Task to complete
Starting at the first line below, copy through to the last line exactly.

Items from a dataset
= = = = =

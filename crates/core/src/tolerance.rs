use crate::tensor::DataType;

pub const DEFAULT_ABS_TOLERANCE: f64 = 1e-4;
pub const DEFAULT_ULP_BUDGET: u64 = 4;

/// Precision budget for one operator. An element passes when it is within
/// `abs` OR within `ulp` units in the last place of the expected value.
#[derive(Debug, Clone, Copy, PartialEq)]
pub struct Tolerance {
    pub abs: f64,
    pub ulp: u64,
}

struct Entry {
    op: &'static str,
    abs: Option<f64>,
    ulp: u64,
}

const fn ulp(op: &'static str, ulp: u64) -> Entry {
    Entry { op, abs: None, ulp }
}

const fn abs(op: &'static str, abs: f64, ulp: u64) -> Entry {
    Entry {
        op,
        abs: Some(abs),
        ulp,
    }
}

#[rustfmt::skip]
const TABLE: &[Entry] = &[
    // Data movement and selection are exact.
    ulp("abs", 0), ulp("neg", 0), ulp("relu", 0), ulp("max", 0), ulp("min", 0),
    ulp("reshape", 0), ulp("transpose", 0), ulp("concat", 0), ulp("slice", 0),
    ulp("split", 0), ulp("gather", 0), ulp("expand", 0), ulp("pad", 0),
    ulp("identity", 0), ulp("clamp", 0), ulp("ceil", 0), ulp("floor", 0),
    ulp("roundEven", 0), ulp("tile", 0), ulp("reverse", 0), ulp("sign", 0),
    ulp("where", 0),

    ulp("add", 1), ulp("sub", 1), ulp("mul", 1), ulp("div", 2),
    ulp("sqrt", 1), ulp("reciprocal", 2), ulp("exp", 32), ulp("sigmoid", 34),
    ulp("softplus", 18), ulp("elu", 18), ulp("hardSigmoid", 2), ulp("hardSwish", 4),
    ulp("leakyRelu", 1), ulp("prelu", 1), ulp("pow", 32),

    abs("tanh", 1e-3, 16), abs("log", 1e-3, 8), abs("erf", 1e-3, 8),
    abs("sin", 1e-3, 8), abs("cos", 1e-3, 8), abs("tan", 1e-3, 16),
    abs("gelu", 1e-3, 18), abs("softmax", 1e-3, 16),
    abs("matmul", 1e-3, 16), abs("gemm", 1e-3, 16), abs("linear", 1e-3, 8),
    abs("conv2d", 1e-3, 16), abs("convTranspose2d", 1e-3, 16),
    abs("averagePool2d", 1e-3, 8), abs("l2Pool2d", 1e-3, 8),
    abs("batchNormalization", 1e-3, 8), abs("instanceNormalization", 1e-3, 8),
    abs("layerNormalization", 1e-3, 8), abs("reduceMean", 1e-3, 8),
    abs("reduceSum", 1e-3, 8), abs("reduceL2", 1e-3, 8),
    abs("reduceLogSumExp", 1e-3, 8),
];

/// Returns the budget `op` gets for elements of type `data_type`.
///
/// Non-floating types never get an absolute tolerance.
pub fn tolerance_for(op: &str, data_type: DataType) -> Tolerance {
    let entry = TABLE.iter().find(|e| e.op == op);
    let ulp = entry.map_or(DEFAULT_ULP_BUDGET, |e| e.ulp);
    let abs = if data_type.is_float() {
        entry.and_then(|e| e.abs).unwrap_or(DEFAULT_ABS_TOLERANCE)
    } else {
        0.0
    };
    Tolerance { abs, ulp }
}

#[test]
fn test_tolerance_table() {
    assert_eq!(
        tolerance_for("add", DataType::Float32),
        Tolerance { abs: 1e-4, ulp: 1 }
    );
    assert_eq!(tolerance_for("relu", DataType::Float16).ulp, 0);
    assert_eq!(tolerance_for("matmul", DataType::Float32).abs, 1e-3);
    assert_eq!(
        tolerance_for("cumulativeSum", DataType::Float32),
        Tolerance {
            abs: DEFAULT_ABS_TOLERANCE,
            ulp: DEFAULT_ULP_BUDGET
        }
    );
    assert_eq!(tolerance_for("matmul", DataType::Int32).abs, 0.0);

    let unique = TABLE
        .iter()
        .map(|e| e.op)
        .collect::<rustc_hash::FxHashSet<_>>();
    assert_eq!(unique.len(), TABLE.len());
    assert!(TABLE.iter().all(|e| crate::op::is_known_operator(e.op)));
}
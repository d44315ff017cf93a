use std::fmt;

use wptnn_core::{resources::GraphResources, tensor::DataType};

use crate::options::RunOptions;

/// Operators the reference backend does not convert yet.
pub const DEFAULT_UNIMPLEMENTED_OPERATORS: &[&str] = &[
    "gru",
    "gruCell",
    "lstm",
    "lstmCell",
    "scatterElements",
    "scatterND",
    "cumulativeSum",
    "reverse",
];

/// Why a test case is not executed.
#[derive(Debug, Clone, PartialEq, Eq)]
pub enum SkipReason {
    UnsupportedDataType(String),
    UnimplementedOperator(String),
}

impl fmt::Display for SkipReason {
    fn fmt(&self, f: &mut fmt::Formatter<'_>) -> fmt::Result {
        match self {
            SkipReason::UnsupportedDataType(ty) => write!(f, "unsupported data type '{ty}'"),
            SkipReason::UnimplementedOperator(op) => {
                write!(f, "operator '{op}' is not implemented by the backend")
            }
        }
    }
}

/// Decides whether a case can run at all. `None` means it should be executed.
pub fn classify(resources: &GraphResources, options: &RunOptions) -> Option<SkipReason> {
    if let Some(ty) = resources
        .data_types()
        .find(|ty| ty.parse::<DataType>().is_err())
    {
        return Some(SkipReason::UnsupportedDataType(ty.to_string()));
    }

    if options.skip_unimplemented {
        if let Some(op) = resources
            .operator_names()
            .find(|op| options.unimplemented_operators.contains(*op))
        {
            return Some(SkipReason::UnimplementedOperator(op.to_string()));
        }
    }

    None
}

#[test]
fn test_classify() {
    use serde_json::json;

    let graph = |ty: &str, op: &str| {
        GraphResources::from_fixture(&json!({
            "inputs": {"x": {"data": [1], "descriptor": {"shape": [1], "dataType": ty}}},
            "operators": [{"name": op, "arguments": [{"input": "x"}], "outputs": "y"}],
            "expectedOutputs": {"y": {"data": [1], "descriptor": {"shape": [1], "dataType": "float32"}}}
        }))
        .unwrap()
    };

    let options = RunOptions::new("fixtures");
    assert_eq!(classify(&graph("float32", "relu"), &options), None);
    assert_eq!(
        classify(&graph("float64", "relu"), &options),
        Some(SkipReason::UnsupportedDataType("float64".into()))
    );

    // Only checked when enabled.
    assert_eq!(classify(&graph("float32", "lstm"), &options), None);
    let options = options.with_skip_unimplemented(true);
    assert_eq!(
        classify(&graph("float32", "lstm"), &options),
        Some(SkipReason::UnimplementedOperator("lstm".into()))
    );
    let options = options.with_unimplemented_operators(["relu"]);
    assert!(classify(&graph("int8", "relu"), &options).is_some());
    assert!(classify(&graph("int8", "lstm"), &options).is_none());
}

= = = = =

Output
filename crates/core/src/tolerance.rs
use crate::tensor::DataType;

pub const DEFAULT_ABS_TOLERANCE: f64 = 1e-4;
pub const DEFAULT_ULP_BUDGET: u64 = 4;

/// Precision budget for one operator. An element passes when it is within
/// `abs` OR within `ulp` units in the last place of the expected value.
#[derive(Debug, Clone, Copy, PartialEq)]
pub struct Tolerance {
    pub abs: f64,
    pub ulp: u64,
}

struct Entry {
    op: &'static str,
    abs: Option<f64>,
    ulp: u64,
}

const fn ulp(op: &'static str, ulp: u64) -> Entry {
    Entry { op, abs: None, ulp }
}

const fn abs(op: &'static str, abs: f64, ulp: u64) -> Entry {
    Entry {
        op,
        abs: Some(abs),
        ulp,
    }
}

#[rustfmt::skip]
const TABLE: &[Entry] = &[
    // Data movement and selection are exact.
    ulp("abs", 0), ulp("neg", 0), ulp("relu", 0), ulp("max", 0), ulp("min", 0),
    ulp("reshape", 0), ulp("transpose", 0), ulp("concat", 0), ulp("slice", 0),
    ulp("split", 0), ulp("gather", 0), ulp("expand", 0), ulp("pad", 0),
    ulp("identity", 0), ulp("clamp", 0), ulp("ceil", 0), ulp("floor", 0),
    ulp("roundEven", 0), ulp("tile", 0), ulp("reverse", 0), ulp("sign", 0),
    ulp("where", 0),

    ulp("add", 1), ulp("sub", 1), ulp("mul", 1), ulp("div", 2),
    ulp("sqrt", 1), ulp("reciprocal", 2), ulp("exp", 32), ulp("sigmoid", 34),
    ulp("softplus", 18), ulp("elu", 18), ulp("hardSigmoid", 2), ulp("hardSwish", 4),
    ulp("leakyRelu", 1), ulp("prelu", 1), ulp("pow", 32),

    abs("tanh", 1e-3, 16), abs("log", 1e-3, 8), abs("erf", 1e-3, 8),
    abs("sin", 1e-3, 8), abs("cos", 1e-3, 8), abs("tan", 1e-3, 16),
    abs("gelu", 1e-3, 18), abs("softmax", 1e-3, 16),
    abs("matmul", 1e-3, 16), abs("gemm", 1e-3, 16), abs("linear", 1e-3, 8),
    abs("conv2d", 1e-3, 16), abs("convTranspose2d", 1e-3, 16),
    abs("averagePool2d", 1e-3, 8), abs("l2Pool2d", 1e-3, 8),
    abs("batchNormalization", 1e-3, 8), abs("instanceNormalization", 1e-3, 8),
    abs("layerNormalization", 1e-3, 8), abs("reduceMean", 1e-3, 8),
    abs("reduceSum", 1e-3, 8), abs("reduceL2", 1e-3, 8),
    abs("reduceLogSumExp", 1e-3, 8),
];

/// Returns the budget `op` gets for elements of type `data_type`.
///
/// Non-floating types never get an absolute tolerance.
pub fn tolerance_for(op: &str, data_type: DataType) -> Tolerance {
    let entry = TABLE.iter().find(|e| e.op == op);
    let ulp = entry.map_or(DEFAULT_ULP_BUDGET, |e| e.ulp);
    let abs = if data_type.is_float() {
        entry.and_then(|e| e.abs).unwrap_or(DEFAULT_ABS_TOLERANCE)
    } else {
        0.0
    };
    Tolerance { abs, ulp }
}

#[test]
fn test_tolerance_table() {
    assert_eq!(
        tolerance_for("add", DataType::Float32),
        Tolerance { abs: 1e-4, ulp: 1 }
    );
    assert_eq!(tolerance_for("relu", DataType::Float16).ulp, 0);
    assert_eq!(tolerance_for("matmul", DataType::Float32).abs, 1e-3);
    assert_eq!(
        tolerance_for("cumulativeSum", DataType::Float32),
        Tolerance {
            abs: DEFAULT_ABS_TOLERANCE,
            ulp: DEFAULT_ULP_BUDGET
        }
    );
    assert_eq!(tolerance_for("matmul", DataType::Int32).abs, 0.0);

    let unique = TABLE
        .iter()
        .map(|e| e.op)
        .collect::<rustc_hash::FxHashSet<_>>();
    assert_eq!(unique.len(), TABLE.len());
    assert!(TABLE.iter().all(|e| crate::op::is_known_operator(e.op)));
}
repository d44315ff017cf93a
use std::fmt;

use wptnn_core::{resources::GraphResources, tensor::DataType};

use crate::options::RunOptions;

/// Operators the reference backend does not convert yet.
pub const DEFAULT_UNIMPLEMENTED_OPERATORS: &[&str] = &[
    "gru",
    "gruCell",
    "lstm",
    "lstmCell",
    "scatterElements",
    "scatterND",
    "cumulativeSum",
    "reverse",
];

/// Why a test case is not executed.
#[derive(Debug, Clone, PartialEq, Eq)]
pub enum SkipReason {
    UnsupportedDataType(String),
    UnimplementedOperator(String),
}

impl fmt::Display for SkipReason {
    fn fmt(&self, f: &mut fmt::Formatter<'_>) -> fmt::Result {
        match self {
            SkipReason::UnsupportedDataType(ty) => write!(f, "unsupported data type '{ty}'"),
            SkipReason::UnimplementedOperator(op) => {
                write!(f, "operator '{op}' is not implemented by the backend")
            }
        }
    }
}

/// Decides whether a case can run at all. `None` means it should be executed.
pub fn classify(resources: &GraphResources, options: &RunOptions) -> Option<SkipReason> {
    if let Some(ty) = resources
        .data_types()
        .find(|ty| ty.parse::<DataType>().is_err())
    {
        return Some(SkipReason::UnsupportedDataType(ty.to_string()));
    }

    if options.skip_unimplemented {
        if let Some(op) = resources
            .operator_names()
            .find(|op| options.unimplemented_operators.contains(*op))
        {
            return Some(SkipReason::UnimplementedOperator(op.to_string()));
        }
    }

    None
}

#[test]
fn test_classify() {
    use serde_json::json;

    let graph = |ty: &str, op: &str| {
        GraphResources::from_fixture(&json!({
            "inputs": {"x": {"data": [1], "descriptor": {"shape": [1], "dataType": ty}}},
            "operators": [{"name": op, "arguments": [{"input": "x"}], "outputs": "y"}],
            "expectedOutputs": {"y": {"data": [1], "descriptor": {"shape": [1], "dataType": "float32"}}}
        }))
        .unwrap()
    };

    let options = RunOptions::new("fixtures");
    assert_eq!(classify(&graph("float32", "relu"), &options), None);
    assert_eq!(
        classify(&graph("float64", "relu"), &options),
        Some(SkipReason::UnsupportedDataType("float64".into()))
    );

    // Only checked when enabled.
    assert_eq!(classify(&graph("float32", "lstm"), &options), None);
    let options = options.with_skip_unimplemented(true);
    assert_eq!(
        classify(&graph("float32", "lstm"), &options),
        Some(SkipReason::UnimplementedOperator("lstm".into()))
    );
    let options = options.with_unimplemented_operators(["relu"]);
    assert!(classify(&graph("int8", "relu"), &options).is_some());
    assert!(classify(&graph("int8", "lstm"), &options).is_none());
}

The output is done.